I am new to generalised linear models and want to use them for my fourth year dissertation project in ecology. Please forgive any ignorance on my part, I have done my best to research this on my own but have reached a bit of a dead end and would like some help.
I have an explanatory variable and four predictors for the GLM and am using a Gaussian distribution. I have run several GLM's in RStudio with different variations of the predictors to obtain the best model, however the best model (with the lowest AICc score) is a reduced model and so only uses two of the predictors.
When reporting this in my dissertation, what do I say about the predictors that are not included in the model?
My current understanding is that I report the best model (with just the two predictors) and state that the other two were excluded from the model. Do I then ignore the other two predictors entirely or should I run a different statistical analysis individually on them such as a standard linear regression?
I started with multiple linear regression, but was running into problems because the coefficient estimates were huge and adjusted R-squared was low. I checked the diagnostics and the plots looked really good, so I was struggling to understand what was going on. I thought that in this scenario GLMs would be a better tool, but I've always found them intimidating.

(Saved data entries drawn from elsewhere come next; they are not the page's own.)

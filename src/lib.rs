//! mxfar — functional-coefficient autoregressions with mixed effects.
//!
//! Purpose
//! -------
//! Serve as the crate root for Rust callers and as the PyO3 bridge that
//! exposes the estimation stack to Python via the `_mxfar` extension
//! module. The crate estimates autoregressive coefficients as smooth
//! functions of a lagged reference signal, for single series (FAR) and for
//! grouped panels with subject-level random effects (MXFAR), and ships the
//! companion diagnostics: rolling-origin prediction error, a bootstrap
//! nonlinearity test, and functional partial directed coherence.
//!
//! Key behaviors
//! -------------
//! - Re-export the core Rust modules ([`functional`], [`evaluation`],
//!   [`spectral`], [`statistical_tests`]) as the public crate surface.
//! - Define `#[pyclass]` wrappers and the `#[pymodule]` initializer for
//!   the `_mxfar` Python extension when `python-bindings` is enabled.
//! - Create and register Python submodules (`functional_models`,
//!   `statistical_tests`) under `mxfar` so dot-notation imports work.
//!
//! Invariants & assumptions
//! ------------------------
//! - All heavy numerical work is implemented in the inner Rust modules;
//!   this file performs only FFI glue, input conversion, and error
//!   mapping.
//! - When `python-bindings` is enabled, the Python-visible types mirror
//!   the invariants of their Rust counterparts (`FarFit`, `MxfarFit`,
//!   `NLOutcome`).
//!
//! Conventions
//! -----------
//! - Python-exposed classes live under `_mxfar.<submodule>` and are
//!   typically wrapped by thin pure-Python facades in the top-level
//!   `mxfar` package.
//! - Errors from core Rust code are rich enums internally and become
//!   `ValueError` at the PyO3 boundary.
//!
//! Downstream usage
//! ----------------
//! - Native Rust code should depend directly on the inner modules (see
//!   [`prelude`]) and can ignore the PyO3 items guarded by the
//!   `python-bindings` feature.
//!
//! Testing notes
//! -------------
//! - Core numerical behavior is covered by unit tests in the inner modules
//!   and by the integration suite under `tests/`; binding smoke tests run
//!   from Python against the compiled extension.

pub mod evaluation;
pub mod functional;
pub mod spectral;
pub mod statistical_tests;
pub mod utils;

// ---- Optional convenience prelude for downstream crates -------------------

pub mod prelude {
    pub use crate::evaluation::prelude::*;
    pub use crate::functional::prelude::*;
    pub use crate::spectral::prelude::*;
    pub use crate::statistical_tests::prelude::*;
}

#[cfg(feature = "python-bindings")]
use pyo3::{prelude::*, types::PyAny};

#[cfg(feature = "python-bindings")]
use crate::{
    functional::models::{FarFit, FarModel, MxfarFit, MxfarModel},
    statistical_tests::nonlinearity::{NLOutcome, nonlinearity_test},
    utils::{
        extract_far_data, extract_far_options, extract_panel_data, matrix_to_rows,
    },
};

/// Map an out-of-range accessor index to a Python `IndexError`.
#[cfg(feature = "python-bindings")]
fn check_index(index: usize, len: usize, what: &str) -> PyResult<()> {
    if index >= len {
        return Err(pyo3::exceptions::PyIndexError::new_err(format!(
            "index {index} out of range for {len} {what}"
        )));
    }
    Ok(())
}

/// FAR — Python-facing wrapper for single-series functional fits.
///
/// Purpose
/// -------
/// Run [`FarModel::estimate`] from Python and hold the resulting
/// [`FarFit`] for inspection through property getters.
///
/// Parameters
/// ----------
/// Constructed from Python via
/// `FAR(y, u, p=1, d=1, bwp=0.1, numpoints=50, compute_fpdc=False)`:
/// - `y`: 2-D float64 array-like, rows = time, columns = dimensions.
/// - `u`: 1-D float64 array-like of the same length.
/// - `p` / `d`: autoregressive order and reference lag.
/// - `bwp` / `numpoints` / `compute_fpdc`: estimation options.
///
/// Notes
/// -----
/// - Native Rust code should call [`FarModel::estimate`] directly; this
///   type exists solely for the PyO3 binding surface.
#[cfg(feature = "python-bindings")]
#[pyclass(module = "mxfar.functional_models")]
pub struct FAR {
    /// The fitted single-series model.
    inner: FarFit,
}

#[cfg(feature = "python-bindings")]
#[pymethods]
impl FAR {
    #[new]
    #[pyo3(
        signature = (y, u, p = 1, d = 1, bwp = None, numpoints = None, compute_fpdc = None),
        text_signature = "(y, u, /, p=1, d=1, bwp=0.1, numpoints=50, compute_fpdc=False)"
    )]
    pub fn fit<'py>(
        py: Python<'py>, y: &Bound<'py, PyAny>, u: &Bound<'py, PyAny>, p: usize, d: usize,
        bwp: Option<f64>, numpoints: Option<usize>, compute_fpdc: Option<bool>,
    ) -> PyResult<FAR> {
        let data = extract_far_data(py, y, u)?;
        let opts = extract_far_options(bwp, numpoints, compute_fpdc)?;
        let inner = FarModel::new(p, d, opts).estimate(&data)?;
        Ok(FAR { inner })
    }

    /// Grid evaluation points, one per coefficient cell.
    #[getter]
    pub fn grid_points(&self) -> Vec<f64> {
        self.inner.grid.points().to_vec()
    }

    /// Number of grid cells where local estimation failed.
    #[getter]
    pub fn n_missing_cells(&self) -> usize {
        self.inner.n_missing_cells()
    }

    /// In-sample residuals (NaN rows mark missing cells), row-major.
    #[getter]
    pub fn residuals(&self) -> Vec<Vec<f64>> {
        matrix_to_rows(&self.inner.residuals)
    }

    /// In-sample fitted values, row-major.
    #[getter]
    pub fn fitted(&self) -> Vec<Vec<f64>> {
        matrix_to_rows(&self.inner.fitted)
    }

    /// Coefficient matrix of one grid cell, or `None` where estimation
    /// failed.
    pub fn coefficients(&self, cell: usize) -> PyResult<Option<Vec<Vec<f64>>>> {
        check_index(cell, self.inner.field.n_cells(), "grid cells")?;
        Ok(self.inner.field.cell(cell).map(matrix_to_rows))
    }
}

/// MXFAR — Python-facing wrapper for mixed-effects panel fits.
///
/// Constructed from Python via
/// `MXFAR(sizes, series_len, y, u, p=1, d=1, bwp=0.1, numpoints=50,
/// compute_fpdc=False)` with `y` / `u` stacked series-by-series.
#[cfg(feature = "python-bindings")]
#[pyclass(module = "mxfar.functional_models")]
pub struct MXFAR {
    /// The fitted panel model.
    inner: MxfarFit,
}

#[cfg(feature = "python-bindings")]
#[pymethods]
impl MXFAR {
    #[new]
    #[pyo3(
        signature = (
            sizes, series_len, y, u, p = 1, d = 1, bwp = None, numpoints = None,
            compute_fpdc = None,
        ),
        text_signature = "(sizes, series_len, y, u, /, p=1, d=1, bwp=0.1, numpoints=50, \
                          compute_fpdc=False)"
    )]
    pub fn fit<'py>(
        py: Python<'py>, sizes: Vec<usize>, series_len: usize, y: &Bound<'py, PyAny>,
        u: &Bound<'py, PyAny>, p: usize, d: usize, bwp: Option<f64>, numpoints: Option<usize>,
        compute_fpdc: Option<bool>,
    ) -> PyResult<MXFAR> {
        let panel = extract_panel_data(py, sizes, series_len, y, u)?;
        let opts = extract_far_options(bwp, numpoints, compute_fpdc)?;
        let inner = MxfarModel::new(p, d, opts).estimate(&panel)?;
        Ok(MXFAR { inner })
    }

    /// Grid evaluation points, one per coefficient cell.
    #[getter]
    pub fn grid_points(&self) -> Vec<f64> {
        self.inner.grid.points().to_vec()
    }

    /// Number of grid cells where the stacked solve failed.
    #[getter]
    pub fn n_missing_cells(&self) -> usize {
        self.inner.n_missing_cells()
    }

    /// Stacked in-sample residuals (per-series blocks in series order).
    #[getter]
    pub fn residuals(&self) -> Vec<Vec<f64>> {
        matrix_to_rows(&self.inner.residuals)
    }

    /// Group-mean coefficient matrix at one grid cell.
    pub fn group_mean(&self, cell: usize, group: usize) -> PyResult<Option<Vec<Vec<f64>>>> {
        check_index(cell, self.inner.field.n_cells(), "grid cells")?;
        check_index(group, self.inner.field.n_groups(), "groups")?;
        Ok(self.inner.field.group_mean(cell, group).map(matrix_to_rows))
    }

    /// Subject deviation matrix at one grid cell.
    pub fn subject_deviation(&self, cell: usize, subject: usize) -> PyResult<Option<Vec<Vec<f64>>>> {
        check_index(cell, self.inner.field.n_cells(), "grid cells")?;
        check_index(subject, self.inner.field.n_subjects(), "subjects")?;
        Ok(self.inner.field.subject_deviation(cell, subject).map(matrix_to_rows))
    }

    /// Effective subject coefficient matrix (group mean + deviation) at
    /// one grid cell.
    pub fn subject_coefficients(
        &self, cell: usize, subject: usize,
    ) -> PyResult<Option<Vec<Vec<f64>>>> {
        check_index(cell, self.inner.field.n_cells(), "grid cells")?;
        check_index(subject, self.inner.field.n_subjects(), "subjects")?;
        Ok(self.inner.field.subject_matrix(cell, subject).map(|m| matrix_to_rows(&m)))
    }
}

/// NonlinearityTest — Python-facing wrapper for the bootstrap test.
///
/// Constructed from Python via
/// `NonlinearityTest(sizes, series_len, y, u, p=1, d=1, bwp=0.1,
/// numpoints=50, maxboot=200, seed=None)`; running the constructor runs
/// the test.
#[cfg(feature = "python-bindings")]
#[pyclass(module = "mxfar.statistical_tests")]
pub struct NonlinearityTest {
    /// The full test outcome.
    inner: NLOutcome,
}

#[cfg(feature = "python-bindings")]
#[pymethods]
impl NonlinearityTest {
    #[new]
    #[pyo3(
        signature = (
            sizes, series_len, y, u, p = 1, d = 1, bwp = None, numpoints = None,
            maxboot = 200, seed = None,
        ),
        text_signature = "(sizes, series_len, y, u, /, p=1, d=1, bwp=0.1, numpoints=50, \
                          maxboot=200, seed=None)"
    )]
    pub fn run<'py>(
        py: Python<'py>, sizes: Vec<usize>, series_len: usize, y: &Bound<'py, PyAny>,
        u: &Bound<'py, PyAny>, p: usize, d: usize, bwp: Option<f64>, numpoints: Option<usize>,
        maxboot: usize, seed: Option<u64>,
    ) -> PyResult<NonlinearityTest> {
        let panel = extract_panel_data(py, sizes, series_len, y, u)?;
        let opts = extract_far_options(bwp, numpoints, Some(false))?;
        let inner = nonlinearity_test(&panel, p, d, &opts, maxboot, seed)?;
        Ok(NonlinearityTest { inner })
    }

    /// The observed nonlinearity statistic.
    #[getter]
    pub fn statistic(&self) -> f64 {
        self.inner.statistic
    }

    /// The bootstrap p-value.
    #[getter]
    pub fn pvalue(&self) -> f64 {
        self.inner.p_value
    }

    /// Per-replicate bootstrap statistics; `None` marks failed replicates.
    #[getter]
    pub fn boot_stats(&self) -> Vec<Option<f64>> {
        self.inner.boot_stats.clone()
    }
}

/// Rolling-origin accumulated prediction error of a FAR(p, d) candidate.
#[cfg(feature = "python-bindings")]
#[pyfunction]
#[pyo3(
    signature = (sizes, series_len, y, u, p = 1, d = 1, horizon = 1, folds = 1, bwp = None,
                 numpoints = None),
    text_signature = "(sizes, series_len, y, u, /, p=1, d=1, horizon=1, folds=1, bwp=0.1, \
                      numpoints=50)"
)]
pub fn ape<'py>(
    py: Python<'py>, sizes: Vec<usize>, series_len: usize, y: &Bound<'py, PyAny>,
    u: &Bound<'py, PyAny>, p: usize, d: usize, horizon: usize, folds: usize, bwp: Option<f64>,
    numpoints: Option<usize>,
) -> PyResult<f64> {
    let panel = extract_panel_data(py, sizes, series_len, y, u)?;
    let opts = extract_far_options(bwp, numpoints, Some(false))?;
    Ok(crate::evaluation::ape(&panel, p, d, horizon, folds, &opts)?)
}

/// _mxfar — PyO3 module initializer for the Python extension.
///
/// Creates the `functional_models` and `statistical_tests` submodules,
/// attaches them to the parent `_mxfar` module, and registers them in
/// `sys.modules` so they are importable via dotted paths.
#[cfg(feature = "python-bindings")]
#[pymodule]
fn _mxfar<'py>(_py: Python<'py>, m: &Bound<'py, PyModule>) -> PyResult<()> {
    let functional_models_mod = PyModule::new(_py, "functional_models")?;
    let statistical_tests_mod = PyModule::new(_py, "statistical_tests")?;
    functional_models(_py, m, &functional_models_mod)?;
    statistical_tests_py(_py, m, &statistical_tests_mod)?;
    m.add_function(wrap_pyfunction!(ape, m)?)?;

    // Manually add submodules into sys.modules to allow for dot notation.
    _py.import("sys")?
        .getattr("modules")?
        .set_item("mxfar.functional_models", functional_models_mod)?;

    _py.import("sys")?
        .getattr("modules")?
        .set_item("mxfar.statistical_tests", statistical_tests_mod)?;
    Ok(())
}

#[cfg(feature = "python-bindings")]
fn functional_models<'py>(
    _py: Python, mxfar: &Bound<'py, PyModule>, m: &Bound<'py, PyModule>,
) -> PyResult<()> {
    m.add_class::<FAR>()?;
    m.add_class::<MXFAR>()?;
    mxfar.add_submodule(m)?;
    Ok(())
}

#[cfg(feature = "python-bindings")]
fn statistical_tests_py<'py>(
    _py: Python, mxfar: &Bound<'py, PyModule>, m: &Bound<'py, PyModule>,
) -> PyResult<()> {
    m.add_class::<NonlinearityTest>()?;
    mxfar.add_submodule(m)?;
    Ok(())
}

I saw via tutorials you could fit the GLM as you would a multiple linear regression, but you specify the family distribution. When I did this with the full model, the coefficient estimates did not match with what was plotted. For example, a scatter plot indicated that there was a positive slope, but the estimate came back as 0.003 or a highly negative slope. I understand that this is often due to multicollinearilty, so I ran a VIF check for multicollinearity and centred the variables that were causing the issue. I then read that it is often because other predictors are suppressing the main predictors, so I decided to run multiple models.
I compare the models using AICc and ANOVA, which was fine and now I have a reduced model that works well but it takes away two predictors. My question is regards to what this actually means and how I go about reporting the results.